Remark: The vector in $\widehat{y}$ is called the best approximation to $\overrightarrow{y}$ by elements of $W$. The distance from $\overrightarrow{y}$ to $\overrightarrow{v}$, given by $||\overrightarrow{y}-\overrightarrow{v}||$, can be regarded as the \textquotedblleft error\textquotedblright{} of using $\overrightarrow{v}$ in place of $\overrightarrow{y}$. The theorem says that this error is minimized when $\overrightarrow{v}=\widehat{y}$. This theorem also shows that $\widehat{y}$ does not depend on the particular orthogonal basis used to compute it.

Example 3: The distance from a point $\overrightarrow{y}$ in $\mathbb{R}^{n}$ to a subspace $W$ is defined as the distance from $\overrightarrow{y}$ to the nearest point in $W$. Find the
distance from $\overrightarrow{y}$ to $W$, where $W=\mbox{Span}\ \overrightarrow{u_{1}}=\left[\begin{array}{c} -2\\ 3\\ 0 \end{array}\right],\overrightarrow{u_{2}}=\left[\begin{array}{c} 3\\ 2\\ 1 \end{array}\right]\}$ and $\overrightarrow{y}=\left[\begin{array}{c} 2\\ 1\\ 2 \end{array}\right]$.

Exercise 3: The distance from a point $\overrightarrow{y}$ in $\mathbb{R}^{n}$ to a subspace $W$ is defined as the distance from $\overrightarrow{y}$ to the nearest point in $W$. Find the distance from $\overrightarrow{y}$ to $W$, where $W=\mbox{Span}\ \overrightarrow{u_{1}}=\left[\begin{array}{c} -1\\ 2\\ -1 \end{array}\right],\overrightarrow{u_{2}}=\left[\begin{array}{c} 1\\ 1\\ 1 \end{array}\right]\}$ and $\overrightarrow{y}=\left[\begin{array}{c} 3\\ 4\\ 5 \end{array}\right]$.

Example 4: Find the best approximation to $\overrightarrow{y}$ by vectors of the form $c_{1}\overrightarrow{u_{1}}+c_{2}\overrightarrow{u_{2}}$ where $\overrightarrow{u_{1}}=\left[\begin{array}{c} 2\\ -3\\ 2\\ 2 \end{array}\right],\overrightarrow{u_{2}}=\left[\begin{array}{c} 2\\ 2\\ 0\\ 1 \end{array}\right]$ and $\overrightarrow{y}=\left[\begin{array}{c} 2\\ 1\\ 5\\ 3 \end{array}\right]$.

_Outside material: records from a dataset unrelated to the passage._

use super::{SampleSource, SourceKind};
use crate::error::{FeedError, Result};
use crate::models::{FeedBatch, FeedEnvelope};
use async_trait::async_trait;
use futures::StreamExt;
use rdkafka::config::ClientConfig;
use rdkafka::consumer::{Consumer, StreamConsumer};
use rdkafka::message::Message;
use tracing::{error, info, warn};
use uuid::Uuid;

#[derive(Debug, Clone, PartialEq, Eq)]
pub struct KafkaSettings {
    pub bootstrap_servers: String,
    pub topic: String,
    pub group_id: String,
    pub auto_offset_reset: String,
    pub security_protocol: String,
    pub sasl_mechanism: String,
    pub username: String,
    pub password: String,
}

impl KafkaSettings {
    pub fn client_config(&self) -> ClientConfig {
        let mut client_config = ClientConfig::new();
        client_config
            .set("bootstrap.servers", &self.bootstrap_servers)
            .set("group.id", &self.group_id)
            .set("client.id", format!("siscom-alerts-{}", Uuid::new_v4()))
            .set("auto.offset.reset", &self.auto_offset_reset)
            .set("security.protocol", &self.security_protocol);

        // SASL only when credentials are configured
        if !self.username.is_empty() {
            client_config
                .set("sasl.mechanism", &self.sasl_mechanism)
                .set("sasl.username", &self.username)
                .set("sasl.password", &self.password);
        }
        client_config
    }
}

/// Push source: consumes position envelopes (`{"positions": [...], "devices": [...]}`)
/// from a Kafka topic.
pub struct KafkaSource {
    settings: KafkaSettings,
    consumer: Option<StreamConsumer>,
}

impl KafkaSource {
    pub fn new(settings: KafkaSettings) -> Self {
        Self {
            settings,
            consumer: None,
        }
    }
}

#[async_trait]
impl SampleSource for KafkaSource {
    fn kind(&self) -> SourceKind {
        SourceKind::Push
    }

    async fn connect(&mut self) -> Result<()> {
        info!("Initializing Kafka consumer for topic: {}", self.settings.topic);
        self.consumer = None;

        let consumer: StreamConsumer = self.settings.client_config().create()?;
        consumer.subscribe(&[self.settings.topic.as_str()])?;
        info!("Subscribed to topic: {}", self.settings.topic);

        self.consumer = Some(consumer);
        Ok(())
    }

    async fn next_batch(&mut self) -> Result<FeedBatch> {
        let consumer = self.consumer.as_ref().ok_or(FeedError::Disconnected)?;
        let mut stream = consumer.stream();

        loop {
            let message = match stream.next().await {
                Some(Ok(m)) => m,
                Some(Err(e)) => {
                    error!("Kafka error: {}", e);
                    return Err(e.into());
                }
                None => return Err(FeedError::Disconnected),
            };

            let payload = match message.payload() {
                None => {
                    warn!("Received empty payload from Kafka");
                    continue;
                }
                Some(p) => p,
            };

            match FeedEnvelope::decode(payload) {
                Ok(envelope) => return Ok(envelope.into_batch()),
                Err(e) => {
                    warn!("Failed to parse message: {}", e);
                    continue;
                }
            }
        }
    }

    async fn dispose(&mut self) {
        if let Some(consumer) = self.consumer.take() {
            consumer.unsubscribe();
            info!("Kafka consumer closed");
        }
    }
}

#[cfg(test)]
mod tests {
    use super::*;

    fn settings(username: &str) -> KafkaSettings {
        KafkaSettings {
            bootstrap_servers: "localhost:9092".into(),
            topic: "positions".into(),
            group_id: "siscom-alerts".into(),
            auto_offset_reset: "latest".into(),
            security_protocol: "SASL_PLAINTEXT".into(),
            sasl_mechanism: "SCRAM-SHA-256".into(),
            username: username.into(),
            password: "secret".into(),
        }
    }

    #[test]
    fn sasl_is_only_set_with_credentials() {
        let anonymous = settings("").client_config();
        assert_eq!(anonymous.get("sasl.username"), None);
        assert_eq!(anonymous.get("group.id"), Some("siscom-alerts"));

        let authed = settings("fleet").client_config();
        assert_eq!(authed.get("sasl.username"), Some("fleet"));
        assert_eq!(authed.get("sasl.mechanism"), Some("SCRAM-SHA-256"));
    }

    #[tokio::test]
    async fn next_batch_before_connect_is_disconnected() {
        let mut source = KafkaSource::new(settings(""));
        assert!(matches!(source.next_batch().await, Err(FeedError::Disconnected)));
        source.dispose().await;
    }
}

Exercise 4: Find the best approximation to $\overrightarrow{y}$ by vectors of the form $c_{1}\overrightarrow{u_{1}}+c_{2}\overrightarrow{u_{2}}$

where $\overrightarrow{u_{1}}=\left[\begin{array}{c} 2\\ -3\\ 1\\ 4 \end{array}\right]$ , $\overrightarrow{u_{2}}=\left[\begin{array}{c} -3\\ 0\\ 2\\ 1 \end{array}\right]$  and $\overrightarrow{y}=\left[\begin{array}{c} 2\\ -1\\ 4\\ 3 \end{array}\right]$.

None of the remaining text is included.